# WHAT IS EXPECTED:
The response must contain every line from the records below that has "Option".

# RECORDED DATA:
····················

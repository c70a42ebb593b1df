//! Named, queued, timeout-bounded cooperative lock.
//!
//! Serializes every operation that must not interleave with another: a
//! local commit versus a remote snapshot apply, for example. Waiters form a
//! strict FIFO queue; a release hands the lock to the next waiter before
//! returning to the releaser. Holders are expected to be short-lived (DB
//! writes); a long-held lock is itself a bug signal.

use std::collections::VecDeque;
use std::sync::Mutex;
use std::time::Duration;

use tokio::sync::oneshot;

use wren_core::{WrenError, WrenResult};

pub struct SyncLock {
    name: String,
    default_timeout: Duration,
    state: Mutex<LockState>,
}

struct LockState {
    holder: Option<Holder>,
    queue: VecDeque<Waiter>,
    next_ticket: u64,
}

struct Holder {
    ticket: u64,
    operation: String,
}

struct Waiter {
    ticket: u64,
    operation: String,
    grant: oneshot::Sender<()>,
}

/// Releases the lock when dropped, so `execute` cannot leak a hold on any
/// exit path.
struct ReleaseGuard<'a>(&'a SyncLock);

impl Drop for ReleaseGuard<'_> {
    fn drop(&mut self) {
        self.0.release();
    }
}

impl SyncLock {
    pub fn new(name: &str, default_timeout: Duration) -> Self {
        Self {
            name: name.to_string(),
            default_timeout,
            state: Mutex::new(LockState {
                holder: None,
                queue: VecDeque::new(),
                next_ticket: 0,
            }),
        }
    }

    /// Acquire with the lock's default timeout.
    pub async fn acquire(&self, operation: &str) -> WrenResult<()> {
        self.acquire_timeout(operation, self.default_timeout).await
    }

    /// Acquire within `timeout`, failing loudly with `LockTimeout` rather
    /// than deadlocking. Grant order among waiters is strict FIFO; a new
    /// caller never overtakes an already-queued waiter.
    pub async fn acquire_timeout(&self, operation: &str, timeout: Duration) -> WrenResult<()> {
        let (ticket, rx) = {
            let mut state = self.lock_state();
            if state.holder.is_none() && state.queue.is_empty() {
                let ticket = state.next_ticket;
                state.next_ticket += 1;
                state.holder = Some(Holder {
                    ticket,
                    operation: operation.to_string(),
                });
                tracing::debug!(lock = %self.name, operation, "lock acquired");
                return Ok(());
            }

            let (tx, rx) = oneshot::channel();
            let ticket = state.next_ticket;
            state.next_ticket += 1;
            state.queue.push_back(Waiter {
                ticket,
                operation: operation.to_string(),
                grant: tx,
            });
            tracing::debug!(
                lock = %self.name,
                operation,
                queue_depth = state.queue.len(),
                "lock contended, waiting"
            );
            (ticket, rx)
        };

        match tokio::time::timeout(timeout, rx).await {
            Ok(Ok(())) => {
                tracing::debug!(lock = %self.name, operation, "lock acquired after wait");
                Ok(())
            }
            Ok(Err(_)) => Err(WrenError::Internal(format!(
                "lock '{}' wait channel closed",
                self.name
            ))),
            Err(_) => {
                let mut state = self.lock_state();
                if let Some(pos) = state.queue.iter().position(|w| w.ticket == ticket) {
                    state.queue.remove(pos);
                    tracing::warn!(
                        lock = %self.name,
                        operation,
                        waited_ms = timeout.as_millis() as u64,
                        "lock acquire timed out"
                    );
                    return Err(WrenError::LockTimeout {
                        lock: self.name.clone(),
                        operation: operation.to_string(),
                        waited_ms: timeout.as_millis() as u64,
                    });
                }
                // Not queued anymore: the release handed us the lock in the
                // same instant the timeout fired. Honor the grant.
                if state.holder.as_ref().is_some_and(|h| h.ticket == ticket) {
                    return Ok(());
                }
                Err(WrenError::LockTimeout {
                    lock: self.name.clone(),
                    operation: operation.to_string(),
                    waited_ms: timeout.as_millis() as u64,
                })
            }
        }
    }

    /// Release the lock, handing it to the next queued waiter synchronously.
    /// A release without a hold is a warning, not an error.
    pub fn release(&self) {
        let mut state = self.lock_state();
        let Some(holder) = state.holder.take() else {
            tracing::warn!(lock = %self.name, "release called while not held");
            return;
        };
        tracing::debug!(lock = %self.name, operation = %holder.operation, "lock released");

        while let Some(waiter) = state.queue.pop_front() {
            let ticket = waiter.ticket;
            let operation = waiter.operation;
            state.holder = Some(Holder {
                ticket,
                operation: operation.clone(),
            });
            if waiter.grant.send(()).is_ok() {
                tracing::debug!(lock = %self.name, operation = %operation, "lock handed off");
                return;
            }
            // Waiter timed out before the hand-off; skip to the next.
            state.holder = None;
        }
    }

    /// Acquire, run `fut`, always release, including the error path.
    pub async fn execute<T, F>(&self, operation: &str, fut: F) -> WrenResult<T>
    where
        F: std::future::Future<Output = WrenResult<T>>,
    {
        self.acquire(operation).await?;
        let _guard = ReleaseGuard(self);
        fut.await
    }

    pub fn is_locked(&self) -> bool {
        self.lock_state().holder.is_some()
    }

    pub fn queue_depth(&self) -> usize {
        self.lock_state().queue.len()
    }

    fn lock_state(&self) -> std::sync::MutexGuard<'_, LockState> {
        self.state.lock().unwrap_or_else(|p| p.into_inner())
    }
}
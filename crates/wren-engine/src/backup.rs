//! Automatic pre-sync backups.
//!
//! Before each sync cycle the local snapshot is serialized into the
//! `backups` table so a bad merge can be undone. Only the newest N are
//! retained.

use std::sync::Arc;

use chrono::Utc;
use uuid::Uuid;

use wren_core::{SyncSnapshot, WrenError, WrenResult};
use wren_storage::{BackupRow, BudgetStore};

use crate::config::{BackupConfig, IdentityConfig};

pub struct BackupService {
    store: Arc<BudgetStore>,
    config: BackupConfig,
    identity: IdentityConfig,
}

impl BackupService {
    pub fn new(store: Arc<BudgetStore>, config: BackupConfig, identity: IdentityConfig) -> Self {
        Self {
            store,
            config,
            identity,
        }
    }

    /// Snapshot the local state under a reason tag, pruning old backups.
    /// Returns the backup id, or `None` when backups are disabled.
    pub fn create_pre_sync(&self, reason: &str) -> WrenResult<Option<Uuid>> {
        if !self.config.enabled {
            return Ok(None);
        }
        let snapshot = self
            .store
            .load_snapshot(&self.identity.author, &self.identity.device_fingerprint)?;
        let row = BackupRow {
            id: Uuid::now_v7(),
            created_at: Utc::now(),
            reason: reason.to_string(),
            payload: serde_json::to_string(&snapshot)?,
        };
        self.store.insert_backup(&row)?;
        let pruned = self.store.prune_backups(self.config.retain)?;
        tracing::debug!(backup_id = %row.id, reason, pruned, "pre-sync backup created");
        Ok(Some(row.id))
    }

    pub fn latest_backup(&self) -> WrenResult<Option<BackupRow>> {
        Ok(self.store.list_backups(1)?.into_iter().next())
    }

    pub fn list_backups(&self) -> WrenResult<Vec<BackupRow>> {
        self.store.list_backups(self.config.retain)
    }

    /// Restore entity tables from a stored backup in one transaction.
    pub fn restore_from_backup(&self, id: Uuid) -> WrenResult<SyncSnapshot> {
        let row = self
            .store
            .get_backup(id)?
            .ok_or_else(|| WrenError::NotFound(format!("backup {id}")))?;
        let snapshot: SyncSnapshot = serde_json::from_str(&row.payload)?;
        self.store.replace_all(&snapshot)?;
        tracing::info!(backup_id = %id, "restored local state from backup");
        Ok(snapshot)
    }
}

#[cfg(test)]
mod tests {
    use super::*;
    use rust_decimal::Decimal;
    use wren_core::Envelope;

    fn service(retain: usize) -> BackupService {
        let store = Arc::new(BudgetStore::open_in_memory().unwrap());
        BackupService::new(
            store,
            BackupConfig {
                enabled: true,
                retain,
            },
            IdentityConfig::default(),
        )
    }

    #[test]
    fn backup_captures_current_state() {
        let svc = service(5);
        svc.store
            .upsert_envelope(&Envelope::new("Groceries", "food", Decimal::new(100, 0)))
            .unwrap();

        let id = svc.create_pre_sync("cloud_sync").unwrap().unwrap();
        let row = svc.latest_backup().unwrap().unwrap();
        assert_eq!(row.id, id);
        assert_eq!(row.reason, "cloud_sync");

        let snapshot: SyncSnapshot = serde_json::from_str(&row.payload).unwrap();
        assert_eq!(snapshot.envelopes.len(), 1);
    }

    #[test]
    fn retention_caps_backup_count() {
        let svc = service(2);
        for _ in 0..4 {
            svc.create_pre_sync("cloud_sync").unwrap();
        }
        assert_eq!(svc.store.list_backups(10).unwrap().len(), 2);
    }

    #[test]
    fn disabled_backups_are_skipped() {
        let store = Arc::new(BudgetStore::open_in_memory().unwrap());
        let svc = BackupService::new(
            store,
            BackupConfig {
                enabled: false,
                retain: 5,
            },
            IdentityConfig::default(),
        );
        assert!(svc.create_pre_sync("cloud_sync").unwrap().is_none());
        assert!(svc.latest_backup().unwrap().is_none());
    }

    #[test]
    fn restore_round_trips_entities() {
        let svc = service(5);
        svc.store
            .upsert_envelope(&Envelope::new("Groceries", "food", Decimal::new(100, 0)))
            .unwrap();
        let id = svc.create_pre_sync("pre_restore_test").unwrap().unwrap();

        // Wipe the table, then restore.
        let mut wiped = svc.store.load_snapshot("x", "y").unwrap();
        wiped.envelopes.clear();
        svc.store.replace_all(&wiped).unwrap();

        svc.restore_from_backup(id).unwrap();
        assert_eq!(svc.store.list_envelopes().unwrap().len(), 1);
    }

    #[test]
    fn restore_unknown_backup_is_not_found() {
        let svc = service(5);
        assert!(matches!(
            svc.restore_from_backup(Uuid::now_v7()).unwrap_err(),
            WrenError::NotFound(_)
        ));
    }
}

····················

# OUTPUT FOR THIS TASK:
    holder: Option<Holder>,
    pub fn create_pre_sync(&self, reason: &str) -> WrenResult<Option<Uuid>> {
    pub fn latest_backup(&self) -> WrenResult<Option<BackupRow>> {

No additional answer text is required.